◆ Provided data
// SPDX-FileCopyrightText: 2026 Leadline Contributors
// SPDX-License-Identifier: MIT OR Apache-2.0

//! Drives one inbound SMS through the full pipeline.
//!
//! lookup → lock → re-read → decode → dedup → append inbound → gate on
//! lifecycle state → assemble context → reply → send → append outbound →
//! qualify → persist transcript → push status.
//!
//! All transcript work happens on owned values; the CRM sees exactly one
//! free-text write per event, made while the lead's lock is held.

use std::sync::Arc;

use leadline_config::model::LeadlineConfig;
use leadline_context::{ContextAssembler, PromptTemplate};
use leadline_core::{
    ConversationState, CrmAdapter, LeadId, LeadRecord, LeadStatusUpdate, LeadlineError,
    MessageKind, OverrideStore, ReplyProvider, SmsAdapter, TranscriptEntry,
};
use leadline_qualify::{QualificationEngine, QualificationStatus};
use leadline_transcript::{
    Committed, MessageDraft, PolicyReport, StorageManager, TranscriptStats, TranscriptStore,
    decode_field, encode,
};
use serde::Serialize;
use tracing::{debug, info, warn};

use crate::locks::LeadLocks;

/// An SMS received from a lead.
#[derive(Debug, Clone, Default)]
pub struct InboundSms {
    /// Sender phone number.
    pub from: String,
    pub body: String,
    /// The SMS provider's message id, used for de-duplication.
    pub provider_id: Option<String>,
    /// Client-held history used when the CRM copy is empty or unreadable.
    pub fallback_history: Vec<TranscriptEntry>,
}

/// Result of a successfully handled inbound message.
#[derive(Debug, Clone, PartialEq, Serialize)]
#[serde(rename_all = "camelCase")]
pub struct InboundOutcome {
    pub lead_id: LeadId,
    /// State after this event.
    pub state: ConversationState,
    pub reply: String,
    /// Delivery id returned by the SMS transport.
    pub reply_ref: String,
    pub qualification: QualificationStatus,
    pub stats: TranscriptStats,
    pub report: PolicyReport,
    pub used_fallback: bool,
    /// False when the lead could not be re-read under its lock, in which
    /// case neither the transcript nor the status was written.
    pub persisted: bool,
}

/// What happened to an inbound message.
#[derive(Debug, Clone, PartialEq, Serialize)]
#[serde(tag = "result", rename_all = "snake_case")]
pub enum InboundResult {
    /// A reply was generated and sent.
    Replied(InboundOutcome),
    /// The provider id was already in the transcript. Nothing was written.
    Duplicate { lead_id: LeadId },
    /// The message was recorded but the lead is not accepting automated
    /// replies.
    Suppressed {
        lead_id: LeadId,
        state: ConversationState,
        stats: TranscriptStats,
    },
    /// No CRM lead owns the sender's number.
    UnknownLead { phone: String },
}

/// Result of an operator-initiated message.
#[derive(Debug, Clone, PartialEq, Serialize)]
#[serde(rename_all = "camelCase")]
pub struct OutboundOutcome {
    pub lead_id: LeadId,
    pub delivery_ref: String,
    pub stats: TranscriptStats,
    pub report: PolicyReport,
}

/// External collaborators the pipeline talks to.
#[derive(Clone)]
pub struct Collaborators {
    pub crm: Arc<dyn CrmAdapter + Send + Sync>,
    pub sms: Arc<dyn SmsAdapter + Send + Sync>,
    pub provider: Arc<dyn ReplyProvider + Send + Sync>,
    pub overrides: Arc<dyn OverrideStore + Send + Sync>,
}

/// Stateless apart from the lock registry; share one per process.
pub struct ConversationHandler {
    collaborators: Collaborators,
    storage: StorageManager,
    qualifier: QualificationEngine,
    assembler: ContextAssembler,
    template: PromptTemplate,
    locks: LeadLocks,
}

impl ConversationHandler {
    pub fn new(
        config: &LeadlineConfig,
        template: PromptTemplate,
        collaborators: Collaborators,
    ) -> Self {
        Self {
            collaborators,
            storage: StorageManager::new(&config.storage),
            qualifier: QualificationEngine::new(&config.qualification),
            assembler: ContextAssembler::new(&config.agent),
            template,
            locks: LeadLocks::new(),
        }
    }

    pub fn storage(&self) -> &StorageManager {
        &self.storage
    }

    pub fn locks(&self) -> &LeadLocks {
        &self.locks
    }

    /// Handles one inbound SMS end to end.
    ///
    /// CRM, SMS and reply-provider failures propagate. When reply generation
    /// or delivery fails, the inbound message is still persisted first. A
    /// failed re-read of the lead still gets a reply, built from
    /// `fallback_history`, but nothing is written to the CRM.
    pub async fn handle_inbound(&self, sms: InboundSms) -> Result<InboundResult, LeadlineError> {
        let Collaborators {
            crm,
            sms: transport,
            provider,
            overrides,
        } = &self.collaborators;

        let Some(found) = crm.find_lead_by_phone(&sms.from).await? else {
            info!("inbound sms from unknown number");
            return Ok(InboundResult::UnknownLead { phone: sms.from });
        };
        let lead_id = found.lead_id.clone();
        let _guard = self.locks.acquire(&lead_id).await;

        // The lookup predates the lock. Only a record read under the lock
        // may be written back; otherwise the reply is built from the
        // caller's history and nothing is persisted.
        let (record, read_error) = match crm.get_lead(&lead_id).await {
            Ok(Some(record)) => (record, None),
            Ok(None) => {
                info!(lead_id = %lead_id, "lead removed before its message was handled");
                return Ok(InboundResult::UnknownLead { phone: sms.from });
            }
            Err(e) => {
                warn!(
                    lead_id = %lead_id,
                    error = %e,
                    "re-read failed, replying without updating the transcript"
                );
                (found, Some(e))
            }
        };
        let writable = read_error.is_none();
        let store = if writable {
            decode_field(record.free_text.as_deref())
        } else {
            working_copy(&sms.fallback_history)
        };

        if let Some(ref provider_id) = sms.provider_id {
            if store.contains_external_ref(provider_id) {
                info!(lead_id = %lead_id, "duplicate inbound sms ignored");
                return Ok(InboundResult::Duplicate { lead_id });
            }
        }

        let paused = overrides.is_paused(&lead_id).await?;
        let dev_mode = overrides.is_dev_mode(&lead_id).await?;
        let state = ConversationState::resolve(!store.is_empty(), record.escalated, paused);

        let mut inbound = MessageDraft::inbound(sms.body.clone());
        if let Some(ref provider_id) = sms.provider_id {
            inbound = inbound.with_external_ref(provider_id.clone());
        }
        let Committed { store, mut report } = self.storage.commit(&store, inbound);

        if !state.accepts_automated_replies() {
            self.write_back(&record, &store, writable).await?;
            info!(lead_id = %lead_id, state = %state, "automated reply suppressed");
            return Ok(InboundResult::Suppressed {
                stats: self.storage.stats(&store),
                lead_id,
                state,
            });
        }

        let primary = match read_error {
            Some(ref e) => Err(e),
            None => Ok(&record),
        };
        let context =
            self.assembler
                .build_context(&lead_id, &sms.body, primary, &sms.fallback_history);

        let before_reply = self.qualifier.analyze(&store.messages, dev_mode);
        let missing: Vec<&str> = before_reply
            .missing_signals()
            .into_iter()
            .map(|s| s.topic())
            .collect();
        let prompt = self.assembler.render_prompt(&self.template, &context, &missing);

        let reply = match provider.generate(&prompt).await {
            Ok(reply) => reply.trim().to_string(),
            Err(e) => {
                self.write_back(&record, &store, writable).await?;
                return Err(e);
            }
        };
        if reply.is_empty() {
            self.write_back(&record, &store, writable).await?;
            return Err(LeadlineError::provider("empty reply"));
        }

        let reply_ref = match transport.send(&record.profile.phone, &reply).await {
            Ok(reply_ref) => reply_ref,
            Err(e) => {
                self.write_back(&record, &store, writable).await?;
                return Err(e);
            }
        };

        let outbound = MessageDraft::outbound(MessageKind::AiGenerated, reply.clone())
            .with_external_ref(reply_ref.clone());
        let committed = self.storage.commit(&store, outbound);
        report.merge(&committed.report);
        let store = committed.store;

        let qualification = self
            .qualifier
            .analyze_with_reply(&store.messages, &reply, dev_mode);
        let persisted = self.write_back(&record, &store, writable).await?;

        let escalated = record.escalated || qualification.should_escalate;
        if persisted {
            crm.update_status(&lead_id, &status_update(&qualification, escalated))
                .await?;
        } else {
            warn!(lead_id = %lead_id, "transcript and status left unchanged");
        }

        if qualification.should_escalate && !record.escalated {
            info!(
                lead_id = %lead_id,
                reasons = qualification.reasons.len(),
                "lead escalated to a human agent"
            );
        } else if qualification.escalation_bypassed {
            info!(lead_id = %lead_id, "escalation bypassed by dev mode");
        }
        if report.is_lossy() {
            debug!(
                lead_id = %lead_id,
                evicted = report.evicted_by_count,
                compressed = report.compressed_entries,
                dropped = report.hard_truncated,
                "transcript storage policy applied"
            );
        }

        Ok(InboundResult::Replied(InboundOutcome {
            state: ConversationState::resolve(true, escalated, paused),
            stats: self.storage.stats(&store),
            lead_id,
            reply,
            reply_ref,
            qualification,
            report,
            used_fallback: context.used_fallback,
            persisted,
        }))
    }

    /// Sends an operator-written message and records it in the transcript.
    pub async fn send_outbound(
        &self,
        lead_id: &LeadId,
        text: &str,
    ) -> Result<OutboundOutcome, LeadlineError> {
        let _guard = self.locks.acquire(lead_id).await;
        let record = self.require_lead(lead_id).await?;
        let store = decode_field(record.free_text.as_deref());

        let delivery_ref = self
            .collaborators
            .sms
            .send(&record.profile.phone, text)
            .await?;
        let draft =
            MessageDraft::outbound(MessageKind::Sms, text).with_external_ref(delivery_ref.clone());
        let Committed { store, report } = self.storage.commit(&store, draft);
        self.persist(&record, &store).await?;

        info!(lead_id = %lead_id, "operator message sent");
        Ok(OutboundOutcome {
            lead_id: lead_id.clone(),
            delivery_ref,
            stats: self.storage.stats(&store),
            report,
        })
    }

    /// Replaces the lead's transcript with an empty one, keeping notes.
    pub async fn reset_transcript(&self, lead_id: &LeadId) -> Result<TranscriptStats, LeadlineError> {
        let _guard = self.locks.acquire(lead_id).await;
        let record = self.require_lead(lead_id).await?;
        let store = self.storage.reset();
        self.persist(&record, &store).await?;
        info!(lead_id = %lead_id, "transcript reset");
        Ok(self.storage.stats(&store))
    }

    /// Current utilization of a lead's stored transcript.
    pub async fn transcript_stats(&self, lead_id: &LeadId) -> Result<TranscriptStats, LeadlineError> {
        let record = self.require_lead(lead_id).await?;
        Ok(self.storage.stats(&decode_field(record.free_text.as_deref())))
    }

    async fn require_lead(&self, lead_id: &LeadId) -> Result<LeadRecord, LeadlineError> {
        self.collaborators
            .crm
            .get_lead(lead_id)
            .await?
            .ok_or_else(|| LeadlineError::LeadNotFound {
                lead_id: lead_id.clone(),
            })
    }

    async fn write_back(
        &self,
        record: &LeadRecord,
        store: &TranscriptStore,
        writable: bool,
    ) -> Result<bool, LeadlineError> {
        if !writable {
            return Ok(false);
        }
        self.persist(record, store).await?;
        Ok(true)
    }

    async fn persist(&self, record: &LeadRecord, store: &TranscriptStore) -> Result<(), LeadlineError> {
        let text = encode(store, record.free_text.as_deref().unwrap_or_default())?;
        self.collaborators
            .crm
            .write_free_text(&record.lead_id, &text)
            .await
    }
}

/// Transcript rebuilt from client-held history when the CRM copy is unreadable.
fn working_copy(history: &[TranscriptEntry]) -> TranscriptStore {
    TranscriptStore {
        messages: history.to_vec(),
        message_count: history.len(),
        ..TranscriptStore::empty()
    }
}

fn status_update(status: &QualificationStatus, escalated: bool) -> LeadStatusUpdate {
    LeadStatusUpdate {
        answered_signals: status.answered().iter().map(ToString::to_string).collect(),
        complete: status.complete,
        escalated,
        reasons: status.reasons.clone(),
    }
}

◆ Required action
Reply with the lines from the first line of the entries through the line that contains "inbound → gate on", repeated exactly with both ends kept, and with nothing else.

◆ Answer area
// SPDX-FileCopyrightText: 2026 Leadline Contributors
// SPDX-License-Identifier: MIT OR Apache-2.0

//! Drives one inbound SMS through the full pipeline.
//!
//! lookup → lock → re-read → decode → dedup → append inbound → gate on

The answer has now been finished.